To chyba jedno z najbardziej ekskluzywnych wydań rumu marki Plantation. 22-letnia ekspresja jest trzecią częścią serii Extreme, zabutelkowaną z mocą 56,2% alkoholu. Wydanie destylowane w 1996 roku w destylarni Long Pond na Jamajce, łączy w sobie zawartość wyselekcjonowanych beczek. Rum dojrzewał przez 21 lat w dębowych beczkach po bourbonie, a następnie na kolejny rok trafił do Francji, gdzie spędził czas w beczkach po koniaku Ferrand.
Założona w 1753 roku destylarnia Long Pond jest posiadłością cukrową i gorzelnią w jamajskiej parafii Trelawny. Była to jedna z wielu cukrowni, które zostały zamknięte lub skonsolidowane z powodu spadających z biegiem czasu cen cukru. W latach czterdziestych dyrektor generalny Seagram, Samuel Bronfman, nabył destylarnię Long Pond od rządu Jamajki, używając rumu do stworzenia marki Captain Morgan. Long Pond Sugar Estate wraz z Hampden Estate została kupiona przez rodzinę Hussey w 2009 roku, podczas gdy dziś Long Pond Distillers Ltd jest częścią National Rums of Jamaica. W lipcu 2018 roku, w destylarni doszło do katastrofalnego pożaru, który zniszczył aż 65 000 litrów rumu! Na szczęście nikomu nie stała się krzywda, a sama destylarnia i destylatory pozostały nienaruszone. Ponieważ rum nie jest przechowywany ani nie dojrzewa na miejscu, na szczęście nie wpłynęło to na zapasy.
Producent koniaku Ferrand jest inicjatorem powstania marki rumu Plantation, dziś rozpoznawanej i cenionej na całym świecie. Jaki jest powód tej reputacji? Czasami producent oddaje używane beczki firmie produkującej inne alkohole i chce je przechowywać w określonych rodzajach beczek. Beczki po whisky (po bourbonie) są szczególnie popularne do dodawania rumu i innych alkoholi. Ale często używane są również beczki, w których przechowywano koniak. W ten sposób powstało połączenie słynnego francuskiego koniaku Ferrand i karaibskiego rumu. Z tego powodu marka Maison Ferrand od lat utrzymuje dobre relacje z najlepszymi gorzelnikami na Karaibach.

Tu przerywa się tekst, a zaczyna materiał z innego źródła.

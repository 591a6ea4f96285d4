use std::net::SocketAddr;
use std::path::PathBuf;
use std::process::ExitCode;

use clap::Parser;
use fsd::Server;
use fsys::FsManager;

#[derive(Parser)]
#[command(about = "TCP server for a single-image block file system")]
struct Args {
    /// Address to listen on
    #[arg(short, long, default_value = "127.0.0.1:7070")]
    listen: SocketAddr,

    /// Backing disk image path
    #[arg(short, long, default_value = "fsys.img")]
    disk: PathBuf,

    /// Serve this many connections, then exit
    #[arg(long)]
    max_conns: Option<usize>,
}

fn main() -> ExitCode {
    env_logger::init();

    let args = Args::parse();

    let manager = match FsManager::open(&args.disk) {
        Ok(manager) => manager,
        Err(err) => {
            eprintln!("fsd: cannot open disk image {:?}: {}", args.disk, err);
            return ExitCode::FAILURE;
        }
    };

    let server = match Server::bind(args.listen, manager) {
        Ok(server) => server,
        Err(err) => {
            eprintln!("fsd: cannot bind {}: {}", args.listen, err);
            return ExitCode::FAILURE;
        }
    };

    let result = match args.max_conns {
        Some(max) => server.serve_limited(max),
        None => server.serve(),
    };
    if let Err(err) = result {
        eprintln!("fsd: server error: {}", err);
        return ExitCode::FAILURE;
    }
    ExitCode::SUCCESS
}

22-letni Rum Plantation miał sporo czasu, aby zaczerpnąć z beczek po bourbonie i koniaku konkretnych smaków i aromatów. Tylko spójrzcie:
Barwa: soczysty bursztyn;
Aromat: skórka z pomarańczy i kremowy banan;
Smak: gruszki w karmelu, świeże zioła i trochę dymu;
Finisz: słodki, średniej długości i owocowy;
22-letnie wydanie z pewnością zasługuje na uznanie. Tej wyjątkowej, limitowanej ekspresji, nie należy łączyć z żadnymi dodatkami – chyba, że a kroplą wody. Taki niepozorny zabieg podczas degustacji sprawi, że smaki i aromaty rumu z Jamajki staną się bardziej wyczuwalne dla naszego podniebienia.

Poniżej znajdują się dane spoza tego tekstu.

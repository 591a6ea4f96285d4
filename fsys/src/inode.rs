//! Inode table
//!
//! Fixed table of file records. Slot order is the listing order; deleting
//! a file frees its slot for the next insert, so listings are not sorted
//! by creation time.

use crate::error::FsError;
use crate::{FILENAME_BYTES, MAX_FILES};

/// One live file record
#[derive(Clone, Debug, PartialEq, Eq)]
pub struct Inode {
    pub name: String,
    /// File size in bytes
    pub size: u16,
    /// Head of the file's block chain, -1 when the file owns no blocks
    pub first_block: i16,
}

/// Directory listing entry
#[derive(Clone, Debug, PartialEq, Eq)]
pub struct FileInfo {
    pub name: String,
    pub size: u16,
    pub first_block: i16,
}

/// Fixed-capacity table of live files, unique by name
#[derive(Clone, Debug, Default, PartialEq, Eq)]
pub struct InodeTable {
    slots: [Option<Inode>; MAX_FILES],
}

impl InodeTable {
    pub fn new() -> Self {
        Self::default()
    }

    /// Number of live files
    pub fn len(&self) -> usize {
        self.slots.iter().filter(|slot| slot.is_some()).count()
    }

    pub fn is_empty(&self) -> bool {
        self.len() == 0
    }

    /// Insert a new record into the first free slot and return its index
    pub fn insert(&mut self, name: &str, size: u16, first_block: i16) -> Result<usize, FsError> {
        if name.len() > FILENAME_BYTES {
            return Err(FsError::NameTooLong);
        }
        if self.find(name).is_some() {
            return Err(FsError::DuplicateName);
        }
        let slot = self
            .slots
            .iter()
            .position(|slot| slot.is_none())
            .ok_or(FsError::TableFull)?;
        self.slots[slot] = Some(Inode {
            name: name.to_owned(),
            size,
            first_block,
        });
        Ok(slot)
    }

    /// Slot index of `name`, if present
    pub fn find(&self, name: &str) -> Option<usize> {
        self.slots
            .iter()
            .position(|slot| matches!(slot, Some(inode) if inode.name == name))
    }

    /// Record for `name`, if present
    pub fn lookup(&self, name: &str) -> Option<&Inode> {
        self.slots.iter().flatten().find(|inode| inode.name == name)
    }

    pub(crate) fn get(&self, slot: usize) -> Option<&Inode> {
        self.slots.get(slot)?.as_ref()
    }

    /// Point a slot's record at a new chain head and size
    pub(crate) fn set_extent(&mut self, slot: usize, size: u16, first_block: i16) {
        if let Some(inode) = self.slots.get_mut(slot).and_then(|slot| slot.as_mut()) {
            inode.size = size;
            inode.first_block = first_block;
        }
    }

    /// Place a decoded record directly into its persisted slot
    pub(crate) fn restore(&mut self, slot: usize, inode: Inode) {
        if let Some(entry) = self.slots.get_mut(slot) {
            *entry = Some(inode);
        }
    }

    /// Remove `name`, returning its record
    pub fn remove(&mut self, name: &str) -> Option<Inode> {
        let slot = self.find(name)?;
        self.slots[slot].take()
    }

    /// Snapshot of all live files in slot order
    pub fn list(&self) -> Vec<FileInfo> {
        self.slots
            .iter()
            .flatten()
            .map(|inode| FileInfo {
                name: inode.name.clone(),
                size: inode.size,
                first_block: inode.first_block,
            })
            .collect()
    }
}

Niezwykle kolorowa i kwiecista prezentacja rumu nie jest oczywiście przypadkowa – przypomnijmy, że ekspresja była destylowana w tropikalnych okolicznościach przyrody, a konkretnie na Jamajce. W ozdobionym kwiatami i złocistym alembikiem opakowaniu kryje się obła butelka, zakończona szerokim, czarnym korkiem.
22-letni rum jest dedykowany przede wszystkim doświadczonym smakoszom. Limitowana edycja skierowana dla wyrafinowanego podniebienia przeniesie pierwszym łykiem prosto na słoneczne wybrzeże Jamajki. Kolejne łyki zabiorą Was prosto do piwnic pełnych beczek po koniaku we Francji.